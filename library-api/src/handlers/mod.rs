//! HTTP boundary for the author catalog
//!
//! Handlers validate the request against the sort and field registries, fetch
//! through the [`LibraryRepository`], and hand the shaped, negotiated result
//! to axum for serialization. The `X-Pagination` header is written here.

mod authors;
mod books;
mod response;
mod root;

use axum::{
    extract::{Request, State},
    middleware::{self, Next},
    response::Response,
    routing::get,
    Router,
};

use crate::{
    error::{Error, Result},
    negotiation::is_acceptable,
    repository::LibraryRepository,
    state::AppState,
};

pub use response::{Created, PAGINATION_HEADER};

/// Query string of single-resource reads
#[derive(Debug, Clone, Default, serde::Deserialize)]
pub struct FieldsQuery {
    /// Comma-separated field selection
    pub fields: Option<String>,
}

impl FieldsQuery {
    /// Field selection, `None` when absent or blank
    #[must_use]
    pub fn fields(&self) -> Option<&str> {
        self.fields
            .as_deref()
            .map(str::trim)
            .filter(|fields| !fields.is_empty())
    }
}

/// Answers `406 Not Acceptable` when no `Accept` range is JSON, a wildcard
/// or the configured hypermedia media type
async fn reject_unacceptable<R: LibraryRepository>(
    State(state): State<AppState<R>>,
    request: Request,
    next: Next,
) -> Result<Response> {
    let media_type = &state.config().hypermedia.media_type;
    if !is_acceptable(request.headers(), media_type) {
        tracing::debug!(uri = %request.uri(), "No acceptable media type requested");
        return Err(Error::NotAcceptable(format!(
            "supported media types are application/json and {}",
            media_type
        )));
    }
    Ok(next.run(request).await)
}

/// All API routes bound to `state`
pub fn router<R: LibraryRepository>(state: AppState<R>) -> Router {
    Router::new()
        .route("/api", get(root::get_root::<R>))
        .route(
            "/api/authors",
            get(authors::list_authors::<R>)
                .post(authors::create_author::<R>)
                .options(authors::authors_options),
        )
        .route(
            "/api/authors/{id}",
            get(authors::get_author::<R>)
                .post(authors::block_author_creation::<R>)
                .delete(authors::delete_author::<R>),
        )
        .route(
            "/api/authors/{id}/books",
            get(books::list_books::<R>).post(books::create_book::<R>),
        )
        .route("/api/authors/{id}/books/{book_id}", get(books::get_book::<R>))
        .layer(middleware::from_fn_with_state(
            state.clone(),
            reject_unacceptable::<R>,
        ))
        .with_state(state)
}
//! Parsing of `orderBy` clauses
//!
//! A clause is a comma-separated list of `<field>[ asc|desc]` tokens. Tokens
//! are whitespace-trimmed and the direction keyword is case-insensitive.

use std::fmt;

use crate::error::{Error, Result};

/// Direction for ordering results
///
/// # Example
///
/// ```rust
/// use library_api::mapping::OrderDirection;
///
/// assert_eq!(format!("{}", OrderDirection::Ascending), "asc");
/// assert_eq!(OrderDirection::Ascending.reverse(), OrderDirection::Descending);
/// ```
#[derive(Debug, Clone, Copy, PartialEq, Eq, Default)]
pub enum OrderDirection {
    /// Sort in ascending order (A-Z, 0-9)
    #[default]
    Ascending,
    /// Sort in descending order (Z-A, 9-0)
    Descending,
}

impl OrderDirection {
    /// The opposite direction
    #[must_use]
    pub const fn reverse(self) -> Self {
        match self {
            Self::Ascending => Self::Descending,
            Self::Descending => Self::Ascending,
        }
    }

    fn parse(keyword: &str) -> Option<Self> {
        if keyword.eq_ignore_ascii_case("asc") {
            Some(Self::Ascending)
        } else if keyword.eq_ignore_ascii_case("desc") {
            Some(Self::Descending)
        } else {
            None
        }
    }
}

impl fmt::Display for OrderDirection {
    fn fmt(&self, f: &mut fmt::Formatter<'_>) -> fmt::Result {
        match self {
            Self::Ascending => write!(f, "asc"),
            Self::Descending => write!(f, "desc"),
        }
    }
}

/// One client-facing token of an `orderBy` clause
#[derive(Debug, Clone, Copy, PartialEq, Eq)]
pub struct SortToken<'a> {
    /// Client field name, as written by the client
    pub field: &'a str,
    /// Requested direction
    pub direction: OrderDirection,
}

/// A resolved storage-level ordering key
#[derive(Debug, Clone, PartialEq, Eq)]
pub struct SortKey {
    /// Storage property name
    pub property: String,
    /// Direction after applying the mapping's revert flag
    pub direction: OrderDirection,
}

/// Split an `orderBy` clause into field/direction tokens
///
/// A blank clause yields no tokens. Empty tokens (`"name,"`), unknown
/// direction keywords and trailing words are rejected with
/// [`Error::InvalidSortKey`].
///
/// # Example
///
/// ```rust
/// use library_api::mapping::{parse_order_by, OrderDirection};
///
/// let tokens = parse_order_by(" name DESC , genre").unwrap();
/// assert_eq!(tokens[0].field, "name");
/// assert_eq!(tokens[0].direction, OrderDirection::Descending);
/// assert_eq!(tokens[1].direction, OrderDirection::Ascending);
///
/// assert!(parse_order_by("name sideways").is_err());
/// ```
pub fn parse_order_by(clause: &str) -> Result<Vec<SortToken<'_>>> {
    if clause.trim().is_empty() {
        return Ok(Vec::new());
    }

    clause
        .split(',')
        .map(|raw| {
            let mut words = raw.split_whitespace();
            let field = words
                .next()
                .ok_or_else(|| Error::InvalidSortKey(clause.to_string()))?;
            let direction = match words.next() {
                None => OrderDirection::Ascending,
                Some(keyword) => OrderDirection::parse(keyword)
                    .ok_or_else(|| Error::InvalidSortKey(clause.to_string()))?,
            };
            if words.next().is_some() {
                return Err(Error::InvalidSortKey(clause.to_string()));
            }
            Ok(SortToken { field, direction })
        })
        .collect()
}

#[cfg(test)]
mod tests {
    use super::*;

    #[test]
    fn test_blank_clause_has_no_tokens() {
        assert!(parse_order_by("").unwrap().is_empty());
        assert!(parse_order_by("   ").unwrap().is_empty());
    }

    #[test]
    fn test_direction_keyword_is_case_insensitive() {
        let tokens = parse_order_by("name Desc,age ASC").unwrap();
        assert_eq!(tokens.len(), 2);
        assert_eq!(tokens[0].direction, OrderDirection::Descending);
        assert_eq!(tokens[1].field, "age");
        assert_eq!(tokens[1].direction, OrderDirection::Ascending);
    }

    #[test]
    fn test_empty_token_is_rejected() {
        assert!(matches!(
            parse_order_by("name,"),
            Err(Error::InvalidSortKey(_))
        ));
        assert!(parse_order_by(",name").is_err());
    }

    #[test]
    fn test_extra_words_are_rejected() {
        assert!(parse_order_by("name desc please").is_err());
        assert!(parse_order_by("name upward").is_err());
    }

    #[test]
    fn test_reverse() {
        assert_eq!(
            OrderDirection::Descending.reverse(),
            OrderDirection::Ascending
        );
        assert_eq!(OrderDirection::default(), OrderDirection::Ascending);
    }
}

···

Task goal: Write out the complete listing above, exactly as it reads.

Exercise result:
filename library-api/src/handlers/mod.rs
//! HTTP boundary for the author catalog
//!
//! Handlers validate the request against the sort and field registries, fetch
//! through the [`LibraryRepository`], and hand the shaped, negotiated result
//! to axum for serialization. The `X-Pagination` header is written here.

mod authors;
mod books;
mod response;
mod root;

use axum::{
    extract::{Request, State},
    middleware::{self, Next},
    response::Response,
    routing::get,
    Router,
};

use crate::{
    error::{Error, Result},
    negotiation::is_acceptable,
    repository::LibraryRepository,
    state::AppState,
};

pub use response::{Created, PAGINATION_HEADER};

/// Query string of single-resource reads
#[derive(Debug, Clone, Default, serde::Deserialize)]
pub struct FieldsQuery {
    /// Comma-separated field selection
    pub fields: Option<String>,
}

impl FieldsQuery {
    /// Field selection, `None` when absent or blank
    #[must_use]
    pub fn fields(&self) -> Option<&str> {
        self.fields
            .as_deref()
            .map(str::trim)
            .filter(|fields| !fields.is_empty())
    }
}

/// Answers `406 Not Acceptable` when no `Accept` range is JSON, a wildcard
/// or the configured hypermedia media type
async fn reject_unacceptable<R: LibraryRepository>(
    State(state): State<AppState<R>>,
    request: Request,
    next: Next,
) -> Result<Response> {
    let media_type = &state.config().hypermedia.media_type;
    if !is_acceptable(request.headers(), media_type) {
        tracing::debug!(uri = %request.uri(), "No acceptable media type requested");
        return Err(Error::NotAcceptable(format!(
            "supported media types are application/json and {}",
            media_type
        )));
    }
    Ok(next.run(request).await)
}

/// All API routes bound to `state`
pub fn router<R: LibraryRepository>(state: AppState<R>) -> Router {
    Router::new()
        .route("/api", get(root::get_root::<R>))
        .route(
            "/api/authors",
            get(authors::list_authors::<R>)
                .post(authors::create_author::<R>)
                .options(authors::authors_options),
        )
        .route(
            "/api/authors/{id}",
            get(authors::get_author::<R>)
                .post(authors::block_author_creation::<R>)
                .delete(authors::delete_author::<R>),
        )
        .route(
            "/api/authors/{id}/books",
            get(books::list_books::<R>).post(books::create_book::<R>),
        )
        .route("/api/authors/{id}/books/{book_id}", get(books::get_book::<R>))
        .layer(middleware::from_fn_with_state(
            state.clone(),
            reject_unacceptable::<R>,
        ))
        .with_state(state)
}
//! Parsing of `orderBy` clauses
//!
//! A clause is a comma-separated list of `<field>[ asc|desc]` tokens. Tokens
//! are whitespace-trimmed and the direction keyword is case-insensitive.

use std::fmt;

use crate::error::{Error, Result};

/// Direction for ordering results
///
/// # Example
///
/// ```rust
/// use library_api::mapping::OrderDirection;
///
/// assert_eq!(format!("{}", OrderDirection::Ascending), "asc");
/// assert_eq!(OrderDirection::Ascending.reverse(), OrderDirection::Descending);
/// ```
#[derive(Debug, Clone, Copy, PartialEq, Eq, Default)]
pub enum OrderDirection {
    /// Sort in ascending order (A-Z, 0-9)
    #[default]
    Ascending,
    /// Sort in descending order (Z-A, 9-0)
    Descending,
}

impl OrderDirection {
    /// The opposite direction
    #[must_use]
    pub const fn reverse(self) -> Self {
        match self {
            Self::Ascending => Self::Descending,
            Self::Descending => Self::Ascending,
        }
    }

    fn parse(keyword: &str) -> Option<Self> {
        if keyword.eq_ignore_ascii_case("asc") {
            Some(Self::Ascending)
        } else if keyword.eq_ignore_ascii_case("desc") {
            Some(Self::Descending)
        } else {
            None
        }
    }
}

impl fmt::Display for OrderDirection {
    fn fmt(&self, f: &mut fmt::Formatter<'_>) -> fmt::Result {
        match self {
            Self::Ascending => write!(f, "asc"),
            Self::Descending => write!(f, "desc"),
        }
    }
}

/// One client-facing token of an `orderBy` clause
#[derive(Debug, Clone, Copy, PartialEq, Eq)]
pub struct SortToken<'a> {
    /// Client field name, as written by the client
    pub field: &'a str,
    /// Requested direction
    pub direction: OrderDirection,
}

/// A resolved storage-level ordering key
#[derive(Debug, Clone, PartialEq, Eq)]
pub struct SortKey {
    /// Storage property name
    pub property: String,
    /// Direction after applying the mapping's revert flag
    pub direction: OrderDirection,
}

/// Split an `orderBy` clause into field/direction tokens
///
/// A blank clause yields no tokens. Empty tokens (`"name,"`), unknown
/// direction keywords and trailing words are rejected with
/// [`Error::InvalidSortKey`].
///
/// # Example
///
/// ```rust
/// use library_api::mapping::{parse_order_by, OrderDirection};
///
/// let tokens = parse_order_by(" name DESC , genre").unwrap();
/// assert_eq!(tokens[0].field, "name");
/// assert_eq!(tokens[0].direction, OrderDirection::Descending);
/// assert_eq!(tokens[1].direction, OrderDirection::Ascending);
///
/// assert!(parse_order_by("name sideways").is_err());
/// ```
pub fn parse_order_by(clause: &str) -> Result<Vec<SortToken<'_>>> {
    if clause.trim().is_empty() {
        return Ok(Vec::new());
    }

    clause
        .split(',')
        .map(|raw| {
            let mut words = raw.split_whitespace();
            let field = words
                .next()
                .ok_or_else(|| Error::InvalidSortKey(clause.to_string()))?;
            let direction = match words.next() {
                None => OrderDirection::Ascending,
                Some(keyword) => OrderDirection::parse(keyword)
                    .ok_or_else(|| Error::InvalidSortKey(clause.to_string()))?,
            };
            if words.next().is_some() {
                return Err(Error::InvalidSortKey(clause.to_string()));
            }
            Ok(SortToken { field, direction })
        })
        .collect()
}

#[cfg(test)]
mod tests {
    use super::*;

    #[test]
    fn test_blank_clause_has_no_tokens() {
        assert!(parse_order_by("").unwrap().is_empty());
        assert!(parse_order_by("   ").unwrap().is_empty());
    }

    #[test]
    fn test_direction_keyword_is_case_insensitive() {
        let tokens = parse_order_by("name Desc,age ASC").unwrap();
        assert_eq!(tokens.len(), 2);
        assert_eq!(tokens[0].direction, OrderDirection::Descending);
        assert_eq!(tokens[1].field, "age");
        assert_eq!(tokens[1].direction, OrderDirection::Ascending);
    }

    #[test]
    fn test_empty_token_is_rejected() {
        assert!(matches!(
            parse_order_by("name,"),
            Err(Error::InvalidSortKey(_))
        ));
        assert!(parse_order_by(",name").is_err());
    }

    #[test]
    fn test_extra_words_are_rejected() {
        assert!(parse_order_by("name desc please").is_err());
        assert!(parse_order_by("name upward").is_err());
    }

    #[test]
    fn test_reverse() {
        assert_eq!(
            OrderDirection::Descending.reverse(),
            OrderDirection::Ascending
        );
        assert_eq!(OrderDirection::default(), OrderDirection::Ascending);
    }
}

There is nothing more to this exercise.